> **What is expected**:
Set down exactly the lines below, starting at the one that contains "Index every selected" and ending at the one that contains "Paths that no", with both of those lines included and nothing else.
---
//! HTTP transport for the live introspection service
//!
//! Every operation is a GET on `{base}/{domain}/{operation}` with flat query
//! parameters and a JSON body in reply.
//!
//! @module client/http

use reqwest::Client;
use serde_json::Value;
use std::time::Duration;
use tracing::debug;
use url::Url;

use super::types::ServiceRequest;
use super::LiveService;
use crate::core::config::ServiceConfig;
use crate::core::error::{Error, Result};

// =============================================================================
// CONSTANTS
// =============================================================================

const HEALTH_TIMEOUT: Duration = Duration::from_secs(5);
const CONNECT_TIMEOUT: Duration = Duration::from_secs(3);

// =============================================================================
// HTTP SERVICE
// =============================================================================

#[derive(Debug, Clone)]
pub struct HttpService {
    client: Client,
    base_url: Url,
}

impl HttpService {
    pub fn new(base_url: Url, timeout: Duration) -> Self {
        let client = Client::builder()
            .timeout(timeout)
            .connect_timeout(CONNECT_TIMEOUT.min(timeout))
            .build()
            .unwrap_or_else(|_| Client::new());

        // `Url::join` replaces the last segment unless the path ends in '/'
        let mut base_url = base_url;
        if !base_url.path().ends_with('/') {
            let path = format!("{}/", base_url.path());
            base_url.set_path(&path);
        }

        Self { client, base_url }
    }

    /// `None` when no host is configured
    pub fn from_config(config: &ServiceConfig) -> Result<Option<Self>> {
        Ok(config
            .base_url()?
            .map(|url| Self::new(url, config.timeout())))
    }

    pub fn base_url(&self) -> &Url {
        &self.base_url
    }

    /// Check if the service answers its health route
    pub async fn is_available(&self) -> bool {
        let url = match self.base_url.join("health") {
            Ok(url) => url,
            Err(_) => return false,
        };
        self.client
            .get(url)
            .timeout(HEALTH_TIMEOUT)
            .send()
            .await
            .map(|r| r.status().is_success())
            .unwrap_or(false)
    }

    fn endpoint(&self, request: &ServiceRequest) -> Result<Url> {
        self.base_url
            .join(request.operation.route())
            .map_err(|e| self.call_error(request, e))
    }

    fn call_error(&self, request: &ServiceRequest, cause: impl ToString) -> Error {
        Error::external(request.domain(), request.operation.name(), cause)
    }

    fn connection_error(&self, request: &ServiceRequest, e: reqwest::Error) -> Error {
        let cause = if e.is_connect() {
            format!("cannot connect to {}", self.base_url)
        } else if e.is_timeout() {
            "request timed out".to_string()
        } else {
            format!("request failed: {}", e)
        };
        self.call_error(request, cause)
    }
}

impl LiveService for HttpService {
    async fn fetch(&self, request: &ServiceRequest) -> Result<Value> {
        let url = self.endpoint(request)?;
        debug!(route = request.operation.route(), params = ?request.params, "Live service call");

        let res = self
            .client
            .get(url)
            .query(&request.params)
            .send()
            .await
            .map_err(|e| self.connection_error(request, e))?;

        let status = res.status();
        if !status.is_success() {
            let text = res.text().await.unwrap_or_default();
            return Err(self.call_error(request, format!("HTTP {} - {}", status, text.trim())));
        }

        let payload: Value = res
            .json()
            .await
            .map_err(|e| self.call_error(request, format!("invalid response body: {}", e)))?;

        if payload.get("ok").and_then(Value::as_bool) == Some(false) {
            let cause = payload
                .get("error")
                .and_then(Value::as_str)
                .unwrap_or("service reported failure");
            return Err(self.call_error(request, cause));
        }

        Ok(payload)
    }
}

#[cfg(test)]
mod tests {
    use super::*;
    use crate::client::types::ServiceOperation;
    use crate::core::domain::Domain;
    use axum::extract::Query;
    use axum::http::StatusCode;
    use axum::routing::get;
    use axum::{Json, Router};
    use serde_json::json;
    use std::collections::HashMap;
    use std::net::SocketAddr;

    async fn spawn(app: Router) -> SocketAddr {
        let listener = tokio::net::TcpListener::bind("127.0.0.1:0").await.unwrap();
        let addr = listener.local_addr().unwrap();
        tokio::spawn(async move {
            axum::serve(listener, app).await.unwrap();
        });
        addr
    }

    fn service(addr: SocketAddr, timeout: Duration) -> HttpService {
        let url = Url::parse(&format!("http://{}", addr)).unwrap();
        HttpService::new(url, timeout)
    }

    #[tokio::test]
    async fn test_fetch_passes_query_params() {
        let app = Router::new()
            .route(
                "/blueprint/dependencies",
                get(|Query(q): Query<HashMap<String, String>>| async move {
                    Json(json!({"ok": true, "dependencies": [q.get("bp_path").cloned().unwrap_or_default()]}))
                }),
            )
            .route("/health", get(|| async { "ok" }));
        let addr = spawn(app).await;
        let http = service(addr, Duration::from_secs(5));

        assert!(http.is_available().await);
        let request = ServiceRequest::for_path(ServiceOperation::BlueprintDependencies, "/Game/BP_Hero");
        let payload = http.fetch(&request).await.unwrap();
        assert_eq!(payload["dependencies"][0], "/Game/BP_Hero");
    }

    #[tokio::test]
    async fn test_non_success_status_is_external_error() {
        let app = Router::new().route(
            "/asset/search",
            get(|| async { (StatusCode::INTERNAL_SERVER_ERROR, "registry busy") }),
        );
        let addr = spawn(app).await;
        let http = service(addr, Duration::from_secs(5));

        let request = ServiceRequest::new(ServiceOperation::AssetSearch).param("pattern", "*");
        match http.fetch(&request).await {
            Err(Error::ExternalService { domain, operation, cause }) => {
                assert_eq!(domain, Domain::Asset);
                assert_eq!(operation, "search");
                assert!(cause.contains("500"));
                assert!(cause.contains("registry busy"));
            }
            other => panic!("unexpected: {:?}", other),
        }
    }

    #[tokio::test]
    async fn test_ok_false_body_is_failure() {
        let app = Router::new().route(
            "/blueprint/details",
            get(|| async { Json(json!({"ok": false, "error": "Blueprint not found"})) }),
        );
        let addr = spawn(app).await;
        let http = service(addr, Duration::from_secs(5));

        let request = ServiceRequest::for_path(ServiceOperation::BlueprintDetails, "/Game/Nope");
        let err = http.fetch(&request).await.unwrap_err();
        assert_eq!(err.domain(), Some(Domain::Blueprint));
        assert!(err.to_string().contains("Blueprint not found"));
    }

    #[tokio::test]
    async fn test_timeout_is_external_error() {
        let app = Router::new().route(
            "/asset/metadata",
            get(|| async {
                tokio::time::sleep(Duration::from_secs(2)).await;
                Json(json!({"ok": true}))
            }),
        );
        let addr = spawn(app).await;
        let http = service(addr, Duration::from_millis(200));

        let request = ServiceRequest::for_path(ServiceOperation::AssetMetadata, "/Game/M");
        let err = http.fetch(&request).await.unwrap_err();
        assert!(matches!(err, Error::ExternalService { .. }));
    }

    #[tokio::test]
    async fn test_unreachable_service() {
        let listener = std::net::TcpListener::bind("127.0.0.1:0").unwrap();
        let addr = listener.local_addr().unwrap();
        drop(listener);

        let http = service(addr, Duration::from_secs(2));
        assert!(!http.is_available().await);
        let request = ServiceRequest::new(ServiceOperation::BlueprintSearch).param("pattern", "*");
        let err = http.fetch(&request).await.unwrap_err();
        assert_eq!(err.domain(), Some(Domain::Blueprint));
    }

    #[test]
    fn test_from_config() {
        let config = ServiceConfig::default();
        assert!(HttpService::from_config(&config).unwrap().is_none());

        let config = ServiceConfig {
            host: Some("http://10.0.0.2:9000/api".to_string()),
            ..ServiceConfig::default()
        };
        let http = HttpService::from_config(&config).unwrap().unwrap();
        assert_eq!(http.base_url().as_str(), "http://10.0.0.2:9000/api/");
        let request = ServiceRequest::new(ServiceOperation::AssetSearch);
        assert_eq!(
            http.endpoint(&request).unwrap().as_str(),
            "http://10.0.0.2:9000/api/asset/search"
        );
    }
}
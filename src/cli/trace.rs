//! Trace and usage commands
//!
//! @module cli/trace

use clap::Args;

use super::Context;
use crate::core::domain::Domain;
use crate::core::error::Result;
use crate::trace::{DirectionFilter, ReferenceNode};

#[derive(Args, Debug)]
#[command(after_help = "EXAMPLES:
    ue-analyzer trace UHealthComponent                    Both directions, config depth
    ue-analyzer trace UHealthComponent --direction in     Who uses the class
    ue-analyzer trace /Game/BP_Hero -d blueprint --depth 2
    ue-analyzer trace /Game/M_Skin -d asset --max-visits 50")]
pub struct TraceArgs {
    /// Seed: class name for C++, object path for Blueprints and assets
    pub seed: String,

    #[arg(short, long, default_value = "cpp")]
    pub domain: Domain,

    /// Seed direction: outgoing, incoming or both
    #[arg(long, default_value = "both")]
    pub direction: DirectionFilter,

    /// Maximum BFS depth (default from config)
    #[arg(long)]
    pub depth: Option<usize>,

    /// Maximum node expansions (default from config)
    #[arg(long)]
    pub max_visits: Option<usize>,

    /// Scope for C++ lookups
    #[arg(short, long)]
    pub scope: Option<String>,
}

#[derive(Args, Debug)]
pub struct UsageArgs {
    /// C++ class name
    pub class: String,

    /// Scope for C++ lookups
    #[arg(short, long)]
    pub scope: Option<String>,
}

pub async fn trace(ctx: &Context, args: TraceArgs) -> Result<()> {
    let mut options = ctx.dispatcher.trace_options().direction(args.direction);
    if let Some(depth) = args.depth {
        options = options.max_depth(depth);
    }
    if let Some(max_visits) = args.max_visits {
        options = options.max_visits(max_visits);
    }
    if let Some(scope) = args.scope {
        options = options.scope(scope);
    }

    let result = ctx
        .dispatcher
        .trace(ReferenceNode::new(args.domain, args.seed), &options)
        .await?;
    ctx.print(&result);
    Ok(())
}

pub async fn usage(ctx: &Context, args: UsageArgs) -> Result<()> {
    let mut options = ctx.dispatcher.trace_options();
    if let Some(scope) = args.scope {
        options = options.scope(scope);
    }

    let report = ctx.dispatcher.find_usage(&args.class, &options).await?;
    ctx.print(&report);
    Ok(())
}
---
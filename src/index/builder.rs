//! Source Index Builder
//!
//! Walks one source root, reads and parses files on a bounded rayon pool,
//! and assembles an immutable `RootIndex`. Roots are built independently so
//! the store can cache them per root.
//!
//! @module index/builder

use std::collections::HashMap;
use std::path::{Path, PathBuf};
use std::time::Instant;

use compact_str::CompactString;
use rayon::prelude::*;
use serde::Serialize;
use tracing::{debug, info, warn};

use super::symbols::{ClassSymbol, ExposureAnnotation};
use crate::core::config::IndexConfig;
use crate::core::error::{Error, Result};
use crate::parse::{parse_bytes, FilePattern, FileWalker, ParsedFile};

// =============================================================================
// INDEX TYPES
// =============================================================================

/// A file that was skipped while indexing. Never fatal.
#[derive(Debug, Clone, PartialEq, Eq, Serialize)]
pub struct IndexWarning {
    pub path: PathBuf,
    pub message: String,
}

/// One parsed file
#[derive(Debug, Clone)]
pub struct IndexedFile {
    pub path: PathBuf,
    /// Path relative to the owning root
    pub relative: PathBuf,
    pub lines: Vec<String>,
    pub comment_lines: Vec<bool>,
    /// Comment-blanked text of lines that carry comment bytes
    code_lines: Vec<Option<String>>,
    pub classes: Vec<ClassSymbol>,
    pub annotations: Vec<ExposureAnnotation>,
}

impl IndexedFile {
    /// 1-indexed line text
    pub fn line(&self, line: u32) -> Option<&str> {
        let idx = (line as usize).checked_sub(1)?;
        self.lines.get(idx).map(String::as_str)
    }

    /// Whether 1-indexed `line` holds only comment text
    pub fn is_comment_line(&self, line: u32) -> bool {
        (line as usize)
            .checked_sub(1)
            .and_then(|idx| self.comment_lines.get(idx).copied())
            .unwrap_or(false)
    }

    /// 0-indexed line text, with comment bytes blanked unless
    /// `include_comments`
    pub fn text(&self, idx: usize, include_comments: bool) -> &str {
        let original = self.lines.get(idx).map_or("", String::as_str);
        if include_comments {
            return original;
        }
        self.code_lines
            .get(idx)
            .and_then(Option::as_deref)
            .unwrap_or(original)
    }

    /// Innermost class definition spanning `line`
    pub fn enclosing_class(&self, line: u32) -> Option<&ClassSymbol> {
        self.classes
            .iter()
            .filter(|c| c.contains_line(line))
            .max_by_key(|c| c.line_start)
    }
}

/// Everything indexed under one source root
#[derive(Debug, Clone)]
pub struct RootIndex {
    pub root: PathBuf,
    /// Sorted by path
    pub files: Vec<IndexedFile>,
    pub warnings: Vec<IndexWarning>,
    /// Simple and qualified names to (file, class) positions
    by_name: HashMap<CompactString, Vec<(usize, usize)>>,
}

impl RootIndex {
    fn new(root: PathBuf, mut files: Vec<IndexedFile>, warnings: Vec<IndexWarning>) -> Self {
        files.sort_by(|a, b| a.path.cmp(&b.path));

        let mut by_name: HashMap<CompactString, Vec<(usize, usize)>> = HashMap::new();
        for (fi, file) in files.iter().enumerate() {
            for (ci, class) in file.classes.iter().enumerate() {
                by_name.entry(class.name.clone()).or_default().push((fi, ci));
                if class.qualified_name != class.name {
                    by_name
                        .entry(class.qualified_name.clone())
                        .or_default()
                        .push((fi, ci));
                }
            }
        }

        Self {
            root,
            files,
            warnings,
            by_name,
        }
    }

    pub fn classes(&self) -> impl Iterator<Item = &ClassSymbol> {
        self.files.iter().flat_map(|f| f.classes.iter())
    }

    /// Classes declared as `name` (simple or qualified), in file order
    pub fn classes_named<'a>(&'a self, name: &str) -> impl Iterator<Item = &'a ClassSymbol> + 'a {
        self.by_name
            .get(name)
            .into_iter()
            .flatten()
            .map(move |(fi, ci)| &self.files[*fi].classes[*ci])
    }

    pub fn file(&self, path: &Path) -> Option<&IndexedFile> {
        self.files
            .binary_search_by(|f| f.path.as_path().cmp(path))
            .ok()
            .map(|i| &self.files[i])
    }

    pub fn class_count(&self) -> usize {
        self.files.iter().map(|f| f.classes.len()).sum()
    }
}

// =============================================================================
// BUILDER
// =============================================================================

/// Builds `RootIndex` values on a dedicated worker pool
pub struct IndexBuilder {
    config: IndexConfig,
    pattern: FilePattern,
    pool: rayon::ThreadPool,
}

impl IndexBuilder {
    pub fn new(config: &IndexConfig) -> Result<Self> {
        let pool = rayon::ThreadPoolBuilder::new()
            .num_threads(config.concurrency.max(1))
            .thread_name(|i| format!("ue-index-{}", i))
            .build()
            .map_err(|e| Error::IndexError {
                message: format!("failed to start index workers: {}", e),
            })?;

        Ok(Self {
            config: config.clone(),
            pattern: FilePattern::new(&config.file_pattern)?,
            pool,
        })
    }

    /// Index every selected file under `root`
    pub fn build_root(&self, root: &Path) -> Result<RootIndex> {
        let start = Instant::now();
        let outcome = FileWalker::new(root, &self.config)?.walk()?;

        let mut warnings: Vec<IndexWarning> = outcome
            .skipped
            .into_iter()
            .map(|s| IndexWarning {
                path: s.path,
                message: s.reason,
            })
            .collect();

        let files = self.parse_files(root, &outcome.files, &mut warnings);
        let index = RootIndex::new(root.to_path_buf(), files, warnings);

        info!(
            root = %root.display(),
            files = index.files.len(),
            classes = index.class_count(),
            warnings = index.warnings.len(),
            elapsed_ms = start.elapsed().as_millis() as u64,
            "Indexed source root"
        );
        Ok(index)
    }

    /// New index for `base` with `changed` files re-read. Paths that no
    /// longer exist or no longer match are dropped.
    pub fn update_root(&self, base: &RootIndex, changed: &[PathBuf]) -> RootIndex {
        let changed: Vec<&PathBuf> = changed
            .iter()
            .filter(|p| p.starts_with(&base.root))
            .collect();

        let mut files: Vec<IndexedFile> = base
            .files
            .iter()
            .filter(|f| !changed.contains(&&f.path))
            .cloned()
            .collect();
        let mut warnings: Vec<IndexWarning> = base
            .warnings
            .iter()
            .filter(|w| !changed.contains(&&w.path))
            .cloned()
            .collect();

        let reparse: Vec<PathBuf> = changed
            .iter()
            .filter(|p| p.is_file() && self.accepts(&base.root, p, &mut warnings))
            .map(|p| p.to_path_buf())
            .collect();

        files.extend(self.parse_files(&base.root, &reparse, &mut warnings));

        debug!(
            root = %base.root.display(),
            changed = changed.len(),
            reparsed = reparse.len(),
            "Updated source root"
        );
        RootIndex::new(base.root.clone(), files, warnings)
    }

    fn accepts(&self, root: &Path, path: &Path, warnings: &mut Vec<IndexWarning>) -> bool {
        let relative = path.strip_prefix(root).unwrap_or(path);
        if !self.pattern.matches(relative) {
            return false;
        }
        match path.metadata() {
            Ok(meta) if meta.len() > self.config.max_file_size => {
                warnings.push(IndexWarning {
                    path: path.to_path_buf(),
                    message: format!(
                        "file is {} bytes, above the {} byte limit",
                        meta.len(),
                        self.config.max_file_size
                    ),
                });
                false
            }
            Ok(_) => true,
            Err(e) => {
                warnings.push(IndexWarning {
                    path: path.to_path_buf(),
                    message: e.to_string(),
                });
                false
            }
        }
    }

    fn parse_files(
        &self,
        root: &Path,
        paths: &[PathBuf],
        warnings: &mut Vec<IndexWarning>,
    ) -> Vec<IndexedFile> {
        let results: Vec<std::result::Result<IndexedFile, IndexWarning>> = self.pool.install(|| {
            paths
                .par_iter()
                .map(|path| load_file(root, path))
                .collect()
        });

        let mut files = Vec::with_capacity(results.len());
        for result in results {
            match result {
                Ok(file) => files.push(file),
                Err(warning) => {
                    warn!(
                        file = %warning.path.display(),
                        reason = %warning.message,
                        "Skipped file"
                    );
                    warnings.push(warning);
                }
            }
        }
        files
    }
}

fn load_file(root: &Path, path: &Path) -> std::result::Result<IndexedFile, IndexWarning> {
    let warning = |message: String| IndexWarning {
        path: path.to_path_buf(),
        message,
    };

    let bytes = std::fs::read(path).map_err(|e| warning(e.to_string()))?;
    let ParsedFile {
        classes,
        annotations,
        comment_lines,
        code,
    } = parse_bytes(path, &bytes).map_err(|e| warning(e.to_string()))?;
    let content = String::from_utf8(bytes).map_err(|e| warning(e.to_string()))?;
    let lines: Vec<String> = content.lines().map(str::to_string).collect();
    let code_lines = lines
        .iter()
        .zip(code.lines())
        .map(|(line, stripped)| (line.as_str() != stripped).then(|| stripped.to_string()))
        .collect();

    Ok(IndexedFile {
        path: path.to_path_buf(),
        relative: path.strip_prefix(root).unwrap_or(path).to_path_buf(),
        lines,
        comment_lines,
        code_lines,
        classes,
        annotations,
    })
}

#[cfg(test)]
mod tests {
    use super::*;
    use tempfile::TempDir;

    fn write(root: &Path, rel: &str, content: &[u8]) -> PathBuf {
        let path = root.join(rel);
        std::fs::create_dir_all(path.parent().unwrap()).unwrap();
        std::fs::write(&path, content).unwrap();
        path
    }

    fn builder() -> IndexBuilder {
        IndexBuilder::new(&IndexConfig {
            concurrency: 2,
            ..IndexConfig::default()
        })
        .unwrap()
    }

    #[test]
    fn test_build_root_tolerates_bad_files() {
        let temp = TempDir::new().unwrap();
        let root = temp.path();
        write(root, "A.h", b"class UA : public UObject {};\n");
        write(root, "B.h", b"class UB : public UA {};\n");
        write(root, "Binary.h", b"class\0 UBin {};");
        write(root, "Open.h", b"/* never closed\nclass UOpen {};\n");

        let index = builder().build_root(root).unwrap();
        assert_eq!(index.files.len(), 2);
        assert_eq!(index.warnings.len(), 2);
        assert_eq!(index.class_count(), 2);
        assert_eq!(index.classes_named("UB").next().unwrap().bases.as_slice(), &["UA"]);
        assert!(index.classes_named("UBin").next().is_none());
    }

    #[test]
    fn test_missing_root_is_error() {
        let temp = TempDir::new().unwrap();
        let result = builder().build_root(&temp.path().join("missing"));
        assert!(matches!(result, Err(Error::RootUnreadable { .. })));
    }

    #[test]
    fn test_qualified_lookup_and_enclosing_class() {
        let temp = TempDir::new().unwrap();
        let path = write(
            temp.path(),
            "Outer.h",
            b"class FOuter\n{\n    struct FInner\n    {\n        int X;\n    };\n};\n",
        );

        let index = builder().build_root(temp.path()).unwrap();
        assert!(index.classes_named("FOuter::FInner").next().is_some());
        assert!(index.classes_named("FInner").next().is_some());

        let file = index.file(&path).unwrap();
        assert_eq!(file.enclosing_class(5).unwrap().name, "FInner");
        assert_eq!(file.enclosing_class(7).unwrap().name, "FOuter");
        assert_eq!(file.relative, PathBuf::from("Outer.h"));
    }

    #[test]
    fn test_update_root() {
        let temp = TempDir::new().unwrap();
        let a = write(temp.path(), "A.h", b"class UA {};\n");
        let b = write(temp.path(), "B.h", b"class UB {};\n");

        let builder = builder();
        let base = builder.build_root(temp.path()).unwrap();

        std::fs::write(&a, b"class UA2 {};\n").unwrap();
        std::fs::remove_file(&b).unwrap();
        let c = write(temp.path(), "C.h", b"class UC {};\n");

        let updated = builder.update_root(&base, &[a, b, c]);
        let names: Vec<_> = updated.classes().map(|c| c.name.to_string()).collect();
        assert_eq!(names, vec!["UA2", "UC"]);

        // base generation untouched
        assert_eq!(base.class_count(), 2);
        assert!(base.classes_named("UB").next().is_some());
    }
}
---
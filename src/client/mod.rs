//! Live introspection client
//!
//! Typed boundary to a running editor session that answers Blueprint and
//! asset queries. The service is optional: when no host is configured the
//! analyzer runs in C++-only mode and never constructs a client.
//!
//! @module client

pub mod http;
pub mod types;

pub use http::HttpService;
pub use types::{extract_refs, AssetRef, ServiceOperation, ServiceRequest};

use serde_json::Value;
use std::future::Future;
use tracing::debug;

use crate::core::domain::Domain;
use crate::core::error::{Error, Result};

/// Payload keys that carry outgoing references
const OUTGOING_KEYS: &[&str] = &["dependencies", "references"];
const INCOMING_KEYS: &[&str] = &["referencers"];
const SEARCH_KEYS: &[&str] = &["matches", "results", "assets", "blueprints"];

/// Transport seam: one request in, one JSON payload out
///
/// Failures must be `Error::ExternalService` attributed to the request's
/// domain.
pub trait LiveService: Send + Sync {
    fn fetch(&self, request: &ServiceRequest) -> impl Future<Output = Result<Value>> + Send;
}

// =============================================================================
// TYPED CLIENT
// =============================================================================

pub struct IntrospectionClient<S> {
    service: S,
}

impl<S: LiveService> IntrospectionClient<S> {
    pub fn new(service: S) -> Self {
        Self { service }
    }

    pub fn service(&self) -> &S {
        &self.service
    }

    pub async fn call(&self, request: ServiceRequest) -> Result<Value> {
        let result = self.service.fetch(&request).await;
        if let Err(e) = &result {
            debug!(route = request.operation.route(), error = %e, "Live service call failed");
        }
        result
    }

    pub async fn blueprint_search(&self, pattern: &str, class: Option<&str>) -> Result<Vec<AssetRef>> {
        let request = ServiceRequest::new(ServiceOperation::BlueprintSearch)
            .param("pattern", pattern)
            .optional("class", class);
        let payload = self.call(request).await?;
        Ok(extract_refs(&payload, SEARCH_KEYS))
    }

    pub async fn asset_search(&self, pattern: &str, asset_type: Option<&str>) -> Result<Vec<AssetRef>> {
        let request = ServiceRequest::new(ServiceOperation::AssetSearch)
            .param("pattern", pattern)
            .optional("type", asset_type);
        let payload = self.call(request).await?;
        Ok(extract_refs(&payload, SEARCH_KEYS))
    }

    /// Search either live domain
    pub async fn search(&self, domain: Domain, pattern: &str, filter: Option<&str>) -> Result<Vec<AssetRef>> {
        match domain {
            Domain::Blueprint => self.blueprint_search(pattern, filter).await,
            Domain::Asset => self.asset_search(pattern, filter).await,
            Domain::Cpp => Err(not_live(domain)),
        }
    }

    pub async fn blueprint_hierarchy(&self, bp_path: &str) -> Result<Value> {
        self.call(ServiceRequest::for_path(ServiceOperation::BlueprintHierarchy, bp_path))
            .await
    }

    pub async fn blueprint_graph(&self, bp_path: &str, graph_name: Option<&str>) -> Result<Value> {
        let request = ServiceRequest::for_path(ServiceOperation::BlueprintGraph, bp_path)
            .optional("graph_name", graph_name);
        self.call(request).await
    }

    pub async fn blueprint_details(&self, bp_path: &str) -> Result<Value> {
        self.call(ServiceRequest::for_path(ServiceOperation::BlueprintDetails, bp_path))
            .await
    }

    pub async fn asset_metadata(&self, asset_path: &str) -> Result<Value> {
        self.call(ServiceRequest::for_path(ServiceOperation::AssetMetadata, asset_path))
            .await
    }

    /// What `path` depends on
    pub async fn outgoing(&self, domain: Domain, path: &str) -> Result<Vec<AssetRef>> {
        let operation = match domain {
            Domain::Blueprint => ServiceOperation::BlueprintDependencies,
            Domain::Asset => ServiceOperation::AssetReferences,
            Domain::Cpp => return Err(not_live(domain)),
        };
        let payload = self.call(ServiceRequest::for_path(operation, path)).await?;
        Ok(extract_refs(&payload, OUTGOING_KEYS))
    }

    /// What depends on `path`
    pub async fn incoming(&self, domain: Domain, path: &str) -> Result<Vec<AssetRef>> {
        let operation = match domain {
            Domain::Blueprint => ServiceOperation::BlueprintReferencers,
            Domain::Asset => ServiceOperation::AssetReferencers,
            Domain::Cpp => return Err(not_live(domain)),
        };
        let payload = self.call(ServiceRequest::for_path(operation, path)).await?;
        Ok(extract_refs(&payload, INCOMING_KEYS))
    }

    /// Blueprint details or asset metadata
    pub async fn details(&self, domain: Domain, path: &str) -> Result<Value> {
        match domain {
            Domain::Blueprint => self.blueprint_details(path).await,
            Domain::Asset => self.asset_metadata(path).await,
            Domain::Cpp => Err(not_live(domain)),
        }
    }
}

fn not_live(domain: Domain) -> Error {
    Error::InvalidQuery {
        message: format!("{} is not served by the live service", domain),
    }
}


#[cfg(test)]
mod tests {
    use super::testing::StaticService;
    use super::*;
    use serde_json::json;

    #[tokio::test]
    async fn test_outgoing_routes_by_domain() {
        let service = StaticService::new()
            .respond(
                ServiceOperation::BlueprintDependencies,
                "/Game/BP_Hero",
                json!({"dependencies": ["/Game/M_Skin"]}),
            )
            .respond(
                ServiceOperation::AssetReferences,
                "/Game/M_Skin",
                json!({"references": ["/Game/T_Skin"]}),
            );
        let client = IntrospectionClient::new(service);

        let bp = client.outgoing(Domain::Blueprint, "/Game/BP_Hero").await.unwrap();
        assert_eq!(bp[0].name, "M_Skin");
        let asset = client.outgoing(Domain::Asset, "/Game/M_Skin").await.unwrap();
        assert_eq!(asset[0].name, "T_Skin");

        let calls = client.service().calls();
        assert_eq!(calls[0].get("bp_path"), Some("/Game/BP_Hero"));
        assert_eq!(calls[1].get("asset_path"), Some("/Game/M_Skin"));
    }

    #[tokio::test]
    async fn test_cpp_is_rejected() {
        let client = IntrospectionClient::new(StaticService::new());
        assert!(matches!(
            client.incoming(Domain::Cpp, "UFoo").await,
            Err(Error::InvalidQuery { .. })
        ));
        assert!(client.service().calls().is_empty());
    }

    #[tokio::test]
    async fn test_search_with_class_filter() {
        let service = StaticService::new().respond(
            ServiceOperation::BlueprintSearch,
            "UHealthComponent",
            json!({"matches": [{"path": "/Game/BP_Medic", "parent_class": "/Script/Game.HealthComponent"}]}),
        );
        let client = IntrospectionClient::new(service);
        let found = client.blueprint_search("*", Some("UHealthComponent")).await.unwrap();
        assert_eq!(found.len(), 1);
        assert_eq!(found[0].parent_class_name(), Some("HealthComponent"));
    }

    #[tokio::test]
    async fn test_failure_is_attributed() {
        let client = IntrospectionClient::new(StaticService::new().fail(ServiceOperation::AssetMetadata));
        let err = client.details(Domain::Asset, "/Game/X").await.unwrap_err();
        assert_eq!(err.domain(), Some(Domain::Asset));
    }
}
---
> **The completed task**:
    /// Index every selected file under `root`
    pub fn build_root(&self, root: &Path) -> Result<RootIndex> {
        let start = Instant::now();
        let outcome = FileWalker::new(root, &self.config)?.walk()?;

        let mut warnings: Vec<IndexWarning> = outcome
            .skipped
            .into_iter()
            .map(|s| IndexWarning {
                path: s.path,
                message: s.reason,
            })
            .collect();

        let files = self.parse_files(root, &outcome.files, &mut warnings);
        let index = RootIndex::new(root.to_path_buf(), files, warnings);

        info!(
            root = %root.display(),
            files = index.files.len(),
            classes = index.class_count(),
            warnings = index.warnings.len(),
            elapsed_ms = start.elapsed().as_millis() as u64,
            "Indexed source root"
        );
        Ok(index)
    }

    /// New index for `base` with `changed` files re-read. Paths that no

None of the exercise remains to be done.